Muchos todavía te recuerdan en aquellos años o, al menos, han escuchado la historia. Eras entonces un muchacho pálido, delgado y todavía con cabello; leías a Marx y a Paulo Freire; proclamabas tu admiración por Camilo Torres, sociólogo, sacerdote y guerrillero del Ejército de Liberación Nacional (ELN), y por Manuel Quintín Lame, el indígena colombiano que combatió a los terratenientes criollos de Colombia. En Cali habías renunciado al proyecto de ser sacerdote, adoptar, irónicamente, el mote de Cura Mateo y unirte a las filas de la guerrilla M-19.
En el monte te defendías a tiros de militares y paramilitares –“quebrar el quinto mandamiento, fundar otro: matarás a quien está matando a tu pueblo”, escribirías años después– hasta que fuiste detenido y torturado. Entonces renunciaste a las armas, te refugiaste en México y, pese al trauma del exilio y la tortura, te sumaste entusiasta a las primeras Declaraciones del Ejército Zapatista de Liberación Nacional, la guerrilla indígena mexicana, aunque sin festejar las armas. No querías volver a sentir el olor de la pólvora.
“Es cierto que ya no volvería a tomar las armas de nuevo –escribiste– pero tampoco encausaría mi trabajo político hacia la toma del poder; que no es igual a no luchar para consolidar poder popular”.
Comenzaste a debatir con los curas del Centro Histórico –muy en tus términos, claro–, argumentando por qué el sagrado matrimonio y la familia eran una herramienta del capitalismo, sobre todo cuando la familia es forzada, mire usted cómo sirve para que un puñado de proxenetas mantengan esclavizadas a todas estas magdalenas, mírelas, a quienes la Iglesia siempre les da espalda.
Quién sabe cómo los convencías. Tenías que hacerlo porque eran tiempos endemoniados, muy parecidos a los actuales. Hace justo 25 años se hablaba ya de “modelos centinelas” y de “casos asintomáticos”, pero el virus de entonces –el VIH– se ensañaba con hombres homosexuales, población trans y con todas las mujeres que hacían calle. Con más de un millón de casos en América Latina y un estimado de 30 mil en México, según las cifras de los epidemiólogos. Y cómo no: La Merced era un foco rojo.

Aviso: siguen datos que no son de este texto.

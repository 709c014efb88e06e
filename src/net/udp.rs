//! UDP listeners and connected UDP sockets.
//!
//! A UDP listener binds one socket per worker with address reuse, so the
//! kernel spreads datagrams across workers. Each datagram is delivered on a
//! fresh handle addressed to its sender.

use std::net::SocketAddr;
use std::sync::Arc;
use std::time::Duration;

use bytes::Bytes;
use tokio::net::UdpSocket;

use crate::error::{NetError, Result};
use crate::manager::{Core, Manager};
use crate::net::handle::{ConnectCompletion, Handle, RecvCb, SendCompletion};
use crate::net::socket::{
    self, DriverGuard, Role, Socket, SocketInner, SocketIo, SocketKind, SocketSpec, SocketState,
};
use crate::net::sockopt;
use crate::observability::StatCounter;

/// Largest datagram we can receive.
const MAX_DATAGRAM: usize = 65535;

enum RecvEvent {
    Closed,
    Wake,
    Timer,
    Recv(std::io::Result<(usize, SocketAddr)>),
}

/// Receive loop shared by listener children and connected sockets.
async fn recv_loop(sock: Arc<SocketInner>, udp: Arc<UdpSocket>) {
    let guard = DriverGuard::new(sock.clone());
    let mut buf = sock.core.mem().allocate(MAX_DATAGRAM);
    let mut closing = sock.closing_receiver();
    let client = sock.is_client();

    loop {
        if !sock.is_usable() {
            break;
        }
        let (reading, deadline) = sock.read_wait();
        let event = tokio::select! {
            _ = socket::closed(&mut closing) => RecvEvent::Closed,
            _ = sock.read_notify.notified() => RecvEvent::Wake,
            _ = socket::sleep_until_deadline(deadline) => RecvEvent::Timer,
            res = udp.recv_from(&mut buf), if reading => RecvEvent::Recv(res),
        };

        match event {
            RecvEvent::Closed => break,
            RecvEvent::Wake => continue,
            RecvEvent::Timer => sock.on_timer_expired(),
            RecvEvent::Recv(Ok((len, peer))) => {
                let max_udp = sock.core.settings().max_udp;
                if max_udp > 0 && len > max_udp {
                    tracing::trace!(socket = %sock.id, peer = %peer, len, max_udp, "Dropping oversized datagram");
                    continue;
                }
                if client {
                    sock.deliver_read(&buf[..len]);
                } else {
                    sock.deliver_datagram(peer, &buf[..len]);
                }
            }
            RecvEvent::Recv(Err(e)) => {
                if client {
                    sock.fail_read(e.into());
                    break;
                }
                // ICMP errors from earlier sends surface here on some
                // platforms; a listener keeps going.
                sock.core.stat(sock.kind, StatCounter::RecvFail);
                tracing::debug!(socket = %sock.id, error = %e, "UDP receive failed");
            }
        }
    }
    drop(guard);
}

/// Send one datagram. Datagrams over the configured limit are dropped and
/// reported as sent.
pub(crate) fn send(
    sock: &Arc<SocketInner>,
    udp: &Arc<UdpSocket>,
    peer: SocketAddr,
    data: Bytes,
    completion: SendCompletion,
) {
    let max_udp = sock.core.settings().max_udp;
    if max_udp > 0 && data.len() > max_udp {
        tracing::trace!(socket = %sock.id, len = data.len(), max_udp, "Dropping oversized datagram");
        completion.complete_later(Ok(()));
        return;
    }

    let connected = sock.is_client();
    let udp = udp.clone();
    let task_sock = sock.clone();
    sock.core.spawn_on(sock.tid, async move {
        let sock = task_sock;
        let res = if connected {
            udp.send(&data).await
        } else {
            udp.send_to(&data, peer).await
        };
        match res {
            Ok(_) => completion.complete(Ok(())),
            Err(e) => {
                sock.core.stat(sock.kind, StatCounter::SendFail);
                tracing::debug!(socket = %sock.id, peer = %peer, error = %e, "UDP send failed");
                completion.complete(Err(e.into()));
            }
        }
    });
}

fn start_udp_child(
    root: &Arc<SocketInner>,
    tid: usize,
    std_socket: std::net::UdpSocket,
    recv: RecvCb,
) {
    if tokio::runtime::Handle::try_current().is_err() {
        tracing::error!(tid, "UDP receive loop started off a worker runtime");
        return;
    }
    let udp = match UdpSocket::from_std(std_socket) {
        Ok(udp) => Arc::new(udp),
        Err(e) => {
            tracing::error!(tid, error = %e, "Failed to register UDP socket with the runtime");
            return;
        }
    };
    let child = SocketInner::new(
        &root.core,
        SocketSpec {
            kind: SocketKind::Udp,
            role: Role::ListenerChild,
            tid,
            parent: Some(root.id),
            local: root.local,
            peer: root.local,
            io: SocketIo::Udp(udp.clone()),
            state: SocketState::Listening,
            encrypted: false,
            xfr_allowed: false,
            permit: None,
            timeout: Duration::ZERO,
        },
    );
    root.add_child(child.id);
    child.start_read(None, recv);
    tokio::spawn(recv_loop(child, udp));
}

fn listen_udp(core: &Arc<Core>, iface: SocketAddr, recv: RecvCb) -> Result<Socket> {
    if core.is_shutting_down() {
        return Err(NetError::ShuttingDown);
    }
    let settings = core.settings();

    // The first bind settles an ephemeral port for the others.
    let mut sockets = Vec::with_capacity(core.nworkers());
    let mut local = iface;
    for _ in 0..core.nworkers() {
        let bound = sockopt::udp_socket(local, &settings.buffers).map_err(|e| {
            core.stat(SocketKind::Udp, StatCounter::BindFail);
            tracing::warn!(address = %iface, error = %e, "Failed to bind UDP listener");
            NetError::from(e)
        })?;
        local = bound.local_addr()?;
        sockets.push(Some(bound));
    }

    let root = SocketInner::new(
        core,
        SocketSpec {
            kind: SocketKind::Udp,
            role: Role::Listener,
            tid: core.pick_tid(),
            parent: None,
            local,
            peer: local,
            io: SocketIo::Listener,
            state: SocketState::Listening,
            encrypted: false,
            xfr_allowed: false,
            permit: None,
            timeout: Duration::ZERO,
        },
    );

    core.register_on_all(|tid| {
        if let Some(socket) = sockets.get_mut(tid).and_then(Option::take) {
            start_udp_child(&root, tid, socket, recv.clone());
        }
    });

    tracing::info!(socket = %root.id, kind = %root.kind, address = %local, workers = core.nworkers(), "Listener bound");
    Ok(Socket::new(root))
}

fn connect_udp(core: &Arc<Core>, tid: usize, local: SocketAddr, peer: SocketAddr, timeout: Duration) -> Result<Handle> {
    if tokio::runtime::Handle::try_current().is_err() {
        return Err(NetError::ShuttingDown);
    }
    let settings = core.settings();
    let std_socket = sockopt::udp_socket(sockopt::local_for(local, peer), &settings.buffers)?;
    std_socket.connect(peer)?;
    let udp = Arc::new(UdpSocket::from_std(std_socket)?);
    let local = udp.local_addr()?;

    let sock = SocketInner::new(
        core,
        SocketSpec {
            kind: SocketKind::Udp,
            role: Role::Connection { client: true },
            tid,
            parent: None,
            local,
            peer,
            io: SocketIo::Udp(udp.clone()),
            state: SocketState::Active,
            encrypted: false,
            xfr_allowed: false,
            permit: None,
            timeout,
        },
    );
    tokio::spawn(recv_loop(sock.clone(), udp));
    Ok(sock.new_handle(peer))
}

impl Manager {
    /// Listen for UDP on every worker. `recv` gets one call per datagram.
    pub fn listen_udp<R>(&self, iface: SocketAddr, recv: R) -> Result<Socket>
    where
        R: Fn(&Handle, Result<&[u8]>) + Send + Sync + 'static,
    {
        listen_udp(self.core(), iface, Arc::new(recv))
    }

    /// Create a connected UDP socket. `timeout` is the read timeout; zero
    /// uses the initial timeout.
    pub fn udp_connect<F>(&self, local: SocketAddr, peer: SocketAddr, cb: F, timeout: Duration)
    where
        F: FnOnce(Result<Handle>) + Send + 'static,
    {
        let core = self.core().clone();
        let cb = ConnectCompletion::new(cb);
        let tid = core.pick_tid();
        if core.is_shutting_down() {
            core.enqueue(tid, move || cb.complete(Err(NetError::ShuttingDown)));
            return;
        }
        let timeout = if timeout.is_zero() {
            core.settings().timeouts.init
        } else {
            timeout
        };

        let task_core = core.clone();
        core.enqueue(tid, move || {
            let core = task_core;
            match connect_udp(&core, tid, local, peer, timeout) {
                Ok(handle) => {
                    core.stat(SocketKind::Udp, StatCounter::Connect);
                    cb.complete(Ok(handle));
                }
                Err(e) => {
                    core.stat(SocketKind::Udp, StatCounter::ConnectFail);
                    tracing::debug!(peer = %peer, error = %e, "UDP connect failed");
                    cb.complete(Err(e));
                }
            }
        });
    }
}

Y en tu caso origen fue destino. Tu lucha política en México comenzó con una pandemia –la del VIH– con los intentos de un grupo de chavos de Polakas que quisieron brindar educación y salud a quienes más expuestas estaban a un virus, ¿no resulta casi lógico –casi mítico– que murieras por la misma razón, cinco lustros después?
No hay manera de probarlo, es cierto, pero todos lo dicen: “Jaime Montejo se contagió en la calle”. Es muy probable que sí. Te contagiaste durante tu desesperado intento de apoyar a quienes –como en 1995, como en 2020– estaban allí nomás tirando esquina en La Merced o haciendo el farol en Puente de Alvarado, intentando advertirles que este virus venía más fiero, que acribillaba, y que, exactamente igual que entonces, acuérdense, todo empieza con una gripe pinche y cualquiera que termina matándote sin que la veas venir.
Ricardo Guerrero es uno de los promotores de educación de la Brigada Callejera y responsable de que cientos de trabajadoras sexuales –muchas de ellas raptadas desde pequeñas y traídas por fuerza a la ciudad– aprendieran a leer y acreditaran su educación básica. Él lo dice así: “Cualquier oficio, el de activista y el de periodista, pero también el de maestro o el de carpintero, en algún momento nos puede llevar a la muerte si lo ejercemos de manera decidida y consecuente. Y no es porque tú lo busques, sino porque es lo que eres y no vas a poder dejar de estar ahí cuando exista un riesgo, con el pesar de los pesares”.
*
Han pasado casi dos semanas, Jaime, desde el momento en que saliste de la sala de espera del INER, luego de dos horas de estar sentado en una silla incómoda, desde que te recostaste sobre el asiento trasero del Magna 2013 en espera de atención. Cinco días desde que moriste donde encontraste una cama disponible, en la Torre Quirúrgica del Hospital General de la Ciudad de México, contagiado de SARS-CoV-2. Hoy es 10 de mayo, Día de las Madres, y un puñado de trabajadoras sexuales se desgañitan gritando tu nombre: “¡Jaime Montejo no murió, el Estado lo mató!”
Tu foto todavía está rodeada de flores, prendida sobre el tronco de una palmera a espaldas del Metro Revolución, sobre Puente de Alvarado. Este comedor –con pastel incluido– fue anunciado como el último acto a la intemperie de la Brigada Callejera ante la pandemia, un último gesto con las trabajadoras que nunca recibieron –o lo recibieron demasiado tarde, cuando el virus ya había causado una baja– los fondos prometidos por el gobierno de la ciudad para resguardarse de la amenaza.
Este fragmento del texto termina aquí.